本工作对III期临床试验IMmotion151的823例晚期肾细胞癌患者样本进行整合多组学分析，利用非负矩阵分解方法确定了7类稳健分子亚型，并在II期试验IMmotion150中验证分子分型。然后分析了这些分型的生物学特征，以及与预后风险相关性评估。这些分型与抗血管生成药物贝伐珠单抗和检查点抑制剂阿特珠单抗或抗anti-PD-L1与VEGF受体酪氨酸激酶抑制剂舒尼替尼进行比较。
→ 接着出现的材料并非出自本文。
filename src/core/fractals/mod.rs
pub mod mandelbrot;
mod controllers;
mod core;
mod input;
mod presenters;

pub use crate::controllers::errors::RenderError;
pub use crate::controllers::ports::presenter::RenderPresenterPort;
pub use crate::controllers::render::{RenderController, render_pixel_buffer};
pub use crate::core::actions::generate_fractal::generate_fractal::{
    GenerateFractal, generate_fractal,
};
pub use crate::core::actions::generate_fractal::ports::fractal_algorithm::FractalAlgorithm;
pub use crate::core::actions::generate_pixel_buffer::generate_pixel_buffer::generate_pixel_buffer;
pub use crate::core::actions::generate_pixel_buffer::ports::colour_map::ColourMap;
pub use crate::core::actions::iter_raster::iter_raster;
pub use crate::core::data::area::Area;
pub use crate::core::data::colour::Colour;
pub use crate::core::data::errors::DataError;
pub use crate::core::data::grid::Grid;
pub use crate::core::data::pixel_buffer::{PixelBuffer, PixelBufferError};
pub use crate::core::data::point2d::{Operand, Point2D, RawPoint};
pub use crate::core::data::steps::{FloatSteps, StepRange, Steps};
pub use crate::core::fractals::mandelbrot::algorithm::{
    DEFAULT_MAX_ITERATIONS, Iterations, MandelbrotAlgorithm,
};
pub use crate::core::fractals::mandelbrot::colour_map::MandelbrotEscapeBands;
pub use crate::core::fractals::mandelbrot::escape_time::EscapeTime;
pub use crate::core::fractals::mandelbrot::iter_mandelbrot::{
    iter_mandelbrot, iter_mandelbrot_with_max,
};
pub use crate::core::fractals::mandelbrot::mandelbrot_config::MandelbrotConfig;
pub use crate::input::cli::args::{Args, UiKind};
pub use crate::input::cli::logging::init_logging;
pub use crate::presenters::ppm::ppm_presenter::PpmPresenter;
pub use crate::presenters::text::glyph_table::{GlyphKey, GlyphTable};
pub use crate::presenters::text::text_presenter::TextPresenter;

#[cfg(feature = "gui")]
pub use crate::input::gui::commands::run_gui::RunGuiCommand;
pub mod generate_fractal;
pub mod ports;
use crate::core::actions::generate_pixel_buffer::ports::colour_map::ColourMap;
use crate::core::data::grid::Grid;
use crate::core::data::pixel_buffer::{PixelBuffer, PixelBufferError};
use num_complex::Complex64;

/// Colours each result of a fractal stream into a buffer shaped like `grid`.
///
/// The stream must hold exactly one result per grid cell, in grid order.
pub fn generate_pixel_buffer<T, CMap: ColourMap<T>>(
    results: impl IntoIterator<Item = (Complex64, T)>,
    mapper: &CMap,
    grid: Grid,
) -> Result<PixelBuffer, PixelBufferError> {
    let colours = results.into_iter().map(|(_, value)| mapper.map(value));

    PixelBuffer::from_colours(grid, colours)
}
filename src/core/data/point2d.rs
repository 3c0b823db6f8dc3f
use crate::core::data::errors::DataError;
use num_complex::Complex64;
use std::fmt;
use std::ops::{Add, Div, Mul, Neg, Sub};
use std::str::FromStr;

const POINT_STRING_KIND: &str = "point string";
const RAW_POINT_KIND: &str = "raw point";

#[derive(Debug, Copy, Clone, PartialEq, Default)]
pub struct Point2D {
    pub x: f64,
    pub y: f64,
}

/// The encodings a point can arrive in before it is resolved.
#[derive(Debug, Clone, PartialEq)]
pub enum RawPoint {
    Point(Point2D),
    Text(String),
    Real(f64),
    Complex(Complex64),
    Sequence(Vec<f64>),
}

/// Right-hand side of point arithmetic: another point, or a scalar
/// applied to both components.
#[derive(Debug, Copy, Clone, PartialEq)]
pub enum Operand {
    Point(Point2D),
    Scalar(f64),
}

impl Operand {
    fn components(self) -> (f64, f64) {
        match self {
            Self::Point(point) => (point.x, point.y),
            Self::Scalar(value) => (value, value),
        }
    }
}

impl From<Point2D> for Operand {
    fn from(point: Point2D) -> Self {
        Self::Point(point)
    }
}

impl From<(f64, f64)> for Operand {
    fn from(pair: (f64, f64)) -> Self {
        Self::Point(Point2D::from(pair))
    }
}

impl From<f64> for Operand {
    fn from(value: f64) -> Self {
        Self::Scalar(value)
    }
}

impl Point2D {
    #[must_use]
    pub const fn new(x: f64, y: f64) -> Self {
        Self { x, y }
    }

    #[must_use]
    pub const fn origin() -> Self {
        Self { x: 0.0, y: 0.0 }
    }

    /// Parses `"x,y"`, `"(x,y)"`, `"[x,y]"` or a complex literal such as
    /// `"1+1i"` / `"1+1j"`. The empty string is the origin.
    pub fn parse(raw: &str) -> Result<Self, DataError> {
        if raw.is_empty() {
            return Ok(Self::origin());
        }

        let inner = strip_brackets(raw).ok_or_else(|| {
            DataError::invalid_because(POINT_STRING_KIND, raw, "unmatched bracket")
        })?;

        let parts: Vec<&str> = inner.split(',').map(str::trim).collect();

        if let [x, y] = parts.as_slice() {
            return match (x.parse::<f64>(), y.parse::<f64>()) {
                (Ok(x), Ok(y)) => Ok(Self { x, y }),
                _ => Err(DataError::invalid_because(
                    POINT_STRING_KIND,
                    raw,
                    "must be floats",
                )),
            };
        }

        if inner.ends_with(['i', 'j']) {
            return Self::parse_complex(raw, inner);
        }

        Err(DataError::invalid_because(
            POINT_STRING_KIND,
            raw,
            format!("expected 2 numbers, got {}", parts.len()),
        ))
    }

    fn parse_complex(raw: &str, literal: &str) -> Result<Self, DataError> {
        let literal = literal.trim();
        if literal.contains(char::is_whitespace) {
            return Err(DataError::invalid_because(
                POINT_STRING_KIND,
                raw,
                "whitespace inside complex literal",
            ));
        }

        let normalized = literal.replace('j', "i");

        normalized
            .parse::<Complex64>()
            .map(Self::from_complex)
            .map_err(|err| DataError::invalid_because(POINT_STRING_KIND, raw, err))
    }

    /// Resolves any supported encoding into a point. `None` stays `None`.
    pub fn from_raw(raw: Option<RawPoint>) -> Result<Option<Self>, DataError> {
        let Some(raw) = raw else {
            return Ok(None);
        };

        let point = match raw {
            RawPoint::Point(point) => point,
            RawPoint::Text(text) => Self::parse(&text)?,
            RawPoint::Real(value) => Self::from_real(value),
            RawPoint::Complex(value) => Self::from_complex(value),
            RawPoint::Sequence(values) => Self::from_sequence(&values)?,
        };

        Ok(Some(point))
    }

    pub fn from_string(raw: &str) -> Result<Self, DataError> {
        Self::parse(raw)
    }

    /// A point on the real axis.
    #[must_use]
    pub const fn from_real(value: f64) -> Self {
        Self { x: value, y: 0.0 }
    }

    #[must_use]
    pub const fn from_complex(value: Complex64) -> Self {
        Self {
            x: value.re,
            y: value.im,
        }
    }

    #[must_use]
    pub const fn from_pair(x: f64, y: f64) -> Self {
        Self { x, y }
    }

    pub fn from_sequence(values: &[f64]) -> Result<Self, DataError> {
        match values {
            [x, y] => Ok(Self { x: *x, y: *y }),
            _ => Err(DataError::invalid_because(
                RAW_POINT_KIND,
                format!("{:?}", values),
                format!("expected 2 numbers, got {}", values.len()),
            )),
        }
    }

    /// The point read as `x + y·i`.
    #[must_use]
    pub const fn imaginary(self) -> Complex64 {
        Complex64::new(self.x, self.y)
    }

    #[must_use]
    pub fn magnitude(self) -> f64 {
        self.x.hypot(self.y)
    }

    #[must_use]
    pub fn magnitude_squared(self) -> f64 {
        self.x * self.x + self.y * self.y
    }

    #[must_use]
    pub const fn swap(self) -> Self {
        Self {
            x: self.y,
            y: self.x,
        }
    }

    #[must_use]
    pub fn floor(self) -> Self {
        self.map(f64::floor)
    }

    #[must_use]
    pub fn ceil(self) -> Self {
        self.map(f64::ceil)
    }

    #[must_use]
    pub fn trunc(self) -> Self {
        self.map(f64::trunc)
    }

    #[must_use]
    pub fn round(self) -> Self {
        self.map(f64::round)
    }

    /// Componentwise `(a / b).floor()`.
    #[must_use]
    pub fn floor_div(self, rhs: impl Into<Operand>) -> Self {
        (self / rhs).floor()
    }

    fn map(self, f: impl Fn(f64) -> f64) -> Self {
        Self {
            x: f(self.x),
            y: f(self.y),
        }
    }

    fn combine(self, rhs: impl Into<Operand>, f: impl Fn(f64, f64) -> f64) -> Self {
        let (x, y) = rhs.into().components();

        Self {
            x: f(self.x, x),
            y: f(self.y, y),
        }
    }
}

/// Strips one matching pair of wrapping brackets. `None` when the brackets
/// do not match.
fn strip_brackets(raw: &str) -> Option<&str> {
    for (open, close) in [('(', ')'), ('[', ']')] {
        if let Some(rest) = raw.strip_prefix(open) {
            return rest.strip_suffix(close);
        }
    }

    if raw.ends_with([')', ']']) {
        return None;
    }

    Some(raw)
}

impl fmt::Display for Point2D {
    fn fmt(&self, f: &mut fmt::Formatter<'_>) -> fmt::Result {
        write!(f, "({:?}, {:?})", self.x, self.y)
    }
}

impl FromStr for Point2D {
    type Err = DataError;

    fn from_str(s: &str) -> Result<Self, Self::Err> {
        Self::parse(s)
    }
}

impl From<(f64, f64)> for Point2D {
    fn from((x, y): (f64, f64)) -> Self {
        Self { x, y }
    }
}

impl From<Complex64> for Point2D {
    fn from(value: Complex64) -> Self {
        Self::from_complex(value)
    }
}

impl From<Point2D> for Complex64 {
    fn from(point: Point2D) -> Self {
        point.imaginary()
    }
}

impl<T: Into<Operand>> Add<T> for Point2D {
    type Output = Self;

    fn add(self, rhs: T) -> Self {
        self.combine(rhs, |a, b| a + b)
    }
}

impl<T: Into<Operand>> Sub<T> for Point2D {
    type Output = Self;

    fn sub(self, rhs: T) -> Self {
        self.combine(rhs, |a, b| a - b)
    }
}

impl<T: Into<Operand>> Mul<T> for Point2D {
    type Output = Self;

    fn mul(self, rhs: T) -> Self {
        self.combine(rhs, |a, b| a * b)
    }
}

impl<T: Into<Operand>> Div<T> for Point2D {
    type Output = Self;

    fn div(self, rhs: T) -> Self {
        self.combine(rhs, |a, b| a / b)
    }
}

impl Neg for Point2D {
    type Output = Self;

    fn neg(self) -> Self {
        self.map(|v| -v)
    }
}
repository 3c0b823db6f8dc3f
pub mod args;
pub mod logging;
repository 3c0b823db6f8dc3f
#[cfg(feature = "gui")]
pub mod pixels;
pub mod ppm;
pub mod text;
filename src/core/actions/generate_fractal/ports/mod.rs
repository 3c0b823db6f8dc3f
pub mod fractal_algorithm;
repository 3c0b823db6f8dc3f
use std::error::Error;
use std::fmt;

#[derive(Debug, Clone, PartialEq, Eq)]
pub enum DataError {
    InvalidValue {
        kind: &'static str,
        value: String,
        cause: Option<String>,
    },
    OutOfRange {
        index: i64,
        max: u32,
    },
    TypeMismatch {
        expected: &'static str,
        found: String,
    },
}

impl fmt::Display for DataError {
    fn fmt(&self, f: &mut fmt::Formatter<'_>) -> fmt::Result {
        match self {
            Self::InvalidValue { kind, value, cause } => {
                write!(f, "unsupported {} {:?}", kind, value)?;
                if let Some(cause) = cause {
                    write!(f, " ({})", cause)?;
                }
                Ok(())
            }
            Self::OutOfRange { index, max } => {
                write!(f, "index {} out of range [0, {}]", index, max)
            }
            Self::TypeMismatch { expected, found } => {
                write!(f, "expected {}, got {}", expected, found)
            }
        }
    }
}

impl Error for DataError {}

impl DataError {
    pub(crate) fn invalid(kind: &'static str, value: impl ToString) -> Self {
        Self::InvalidValue {
            kind,
            value: value.to_string(),
            cause: None,
        }
    }

    pub(crate) fn invalid_because(
        kind: &'static str,
        value: impl ToString,
        cause: impl ToString,
    ) -> Self {
        Self::InvalidValue {
            kind,
            value: value.to_string(),
            cause: Some(cause.to_string()),
        }
    }
}
use std::error::Error;
use std::fmt;
use std::io;

use crate::core::data::errors::DataError;
use crate::core::data::pixel_buffer::PixelBufferError;

#[derive(Debug)]
pub enum RenderError {
    Data(DataError),
    PixelBuffer(PixelBufferError),
    Io(io::Error),
}

impl fmt::Display for RenderError {
    fn fmt(&self, f: &mut fmt::Formatter<'_>) -> fmt::Result {
        match self {
            Self::Data(err) => write!(f, "invalid render input: {}", err),
            Self::PixelBuffer(err) => write!(f, "pixel buffer error: {}", err),
            Self::Io(err) => write!(f, "failed to write output: {}", err),
        }
    }
}

impl Error for RenderError {
    fn source(&self) -> Option<&(dyn Error + 'static)> {
        match self {
            Self::Data(err) => Some(err),
            Self::PixelBuffer(err) => Some(err),
            Self::Io(err) => Some(err),
        }
    }
}

impl From<DataError> for RenderError {
    fn from(err: DataError) -> Self {
        Self::Data(err)
    }
}

impl From<PixelBufferError> for RenderError {
    fn from(err: PixelBufferError) -> Self {
        Self::PixelBuffer(err)
    }
}

impl From<io::Error> for RenderError {
    fn from(err: io::Error) -> Self {
        Self::Io(err)
    }
}

#[cfg(test)]
mod tests {
    use super::*;

    #[test]
    fn test_data_error_is_source() {
        let err = RenderError::from(DataError::OutOfRange { index: 5, max: 3 });

        assert_eq!(err.to_string(), "invalid render input: index 5 out of range [0, 3]");
        assert!(err.source().is_some());
    }

    #[test]
    fn test_io_error_conversion() {
        let err = RenderError::from(io::Error::new(io::ErrorKind::BrokenPipe, "closed"));

        assert!(matches!(err, RenderError::Io(_)));
        assert_eq!(err.to_string(), "failed to write output: closed");
    }
}
pub mod run_gui;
对FoundationOne试验样本的体细胞改变谱分析说明了晚期肾细胞癌不同转录组谱的遗传基础。

引用：

Motzer RJ, Banchereau R, Hamidi H, Powles T, McDermott D, Atkins MB, Escudier B, Liu LF, Leng N, Abbas AR, Fan J, Koeppen H, Lin J, Carroll S, Hashimoto K, Mariathasan S, Green M, Tayama D, Hegde PS, Schiff C, Huseni MA, Rini B. Molecular Subsets in Renal Cancer Determine Outcome to Checkpoint and Angiogenesis Blockade. Cancer Cell. 2020 Oct 28:S1535-6108(20)30542-0. doi: 10.1016/j.ccell.2020.10.011. Epub ahead of print. PMID: 33157048.